**Exercise objective**
Copy each line below that contains "Represents".

▼▼▼

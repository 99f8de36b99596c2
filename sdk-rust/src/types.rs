use serde::{Deserialize, Serialize};
use std::time::Duration;

/// Input to a single text generation call.
#[derive(Debug, Clone, Default, Serialize, Deserialize, PartialEq)]
#[cfg_attr(feature = "utoipa", derive(utoipa::ToSchema))]
pub struct LanguageModelInput {
    /// Backend-native model identifier.
    pub model_id: String,
    /// Instructions sent ahead of the prompt.
    #[serde(skip_serializing_if = "Option::is_none")]
    pub system_prompt: Option<String>,
    /// The user prompt.
    pub prompt: String,
    /// Max tokens to generate.
    #[serde(skip_serializing_if = "Option::is_none")]
    pub max_tokens: Option<u32>,
    /// Amount of randomness injected into the response.
    #[serde(skip_serializing_if = "Option::is_none")]
    pub temperature: Option<f64>,
    /// Overrides the API key the model was constructed with.
    #[serde(skip)]
    pub api_key: Option<String>,
    /// Upper bound for the whole request, including reading the body.
    #[serde(skip)]
    pub timeout: Option<Duration>,
}

impl LanguageModelInput {
    pub fn new(model_id: impl Into<String>, prompt: impl Into<String>) -> Self {
        Self {
            model_id: model_id.into(),
            prompt: prompt.into(),
            ..Default::default()
        }
    }
}

/// Represents the token usage of the model.
#[derive(Debug, Clone, Default, Serialize, Deserialize, PartialEq, Eq)]
#[cfg_attr(feature = "utoipa", derive(utoipa::ToSchema))]
pub struct ModelUsage {
    pub input_tokens: u32,
    pub output_tokens: u32,
}

impl ModelUsage {
    #[must_use]
    pub fn total_tokens(&self) -> u32 {
        self.input_tokens.saturating_add(self.output_tokens)
    }
}

/// Represents the response generated by the model.
#[derive(Debug, Clone, Default, Serialize, Deserialize, PartialEq)]
#[cfg_attr(feature = "utoipa", derive(utoipa::ToSchema))]
pub struct ModelResponse {
    /// The generated text. Never empty for a successful call.
    pub text: String,
    /// The model that produced the text, as reported by the backend.
    #[serde(skip_serializing_if = "Option::is_none")]
    pub model_id: Option<String>,
    #[serde(skip_serializing_if = "Option::is_none")]
    pub usage: Option<ModelUsage>,
}

impl ModelResponse {
    pub fn text(text: impl Into<String>) -> Self {
        Self {
            text: text.into(),
            ..Default::default()
        }
    }
}
use thiserror::Error;

#[derive(Error, Debug)]
pub enum LanguageModelError {
    #[error("Invalid input: {0}")]
    InvalidInput(String),
    /// The request to the provider failed, timed out, or the response body
    /// could not be decoded.
    #[error("Transport error: {0}")]
    Transport(#[from] reqwest::Error),
    /// The request returns a non-OK status code
    #[error("Status error: {1} (Status {0})")]
    StatusCode(reqwest::StatusCode, String),
    /// The response from the provider was unexpected. (e.g. no choices returned
    /// in a chat completion, or an empty completion text)
    #[error("Invariant from {0}: {1}")]
    Invariant(&'static str, String),
    /// The model refused to process the input. (e.g. `OpenAI` refusal)
    #[error("Refusal: {0}")]
    Refusal(String),
}

pub type LanguageModelResult<T> = Result<T, LanguageModelError>;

▲▲▲

**Expected answer**
/// Represents the token usage of the model.
/// Represents the response generated by the model.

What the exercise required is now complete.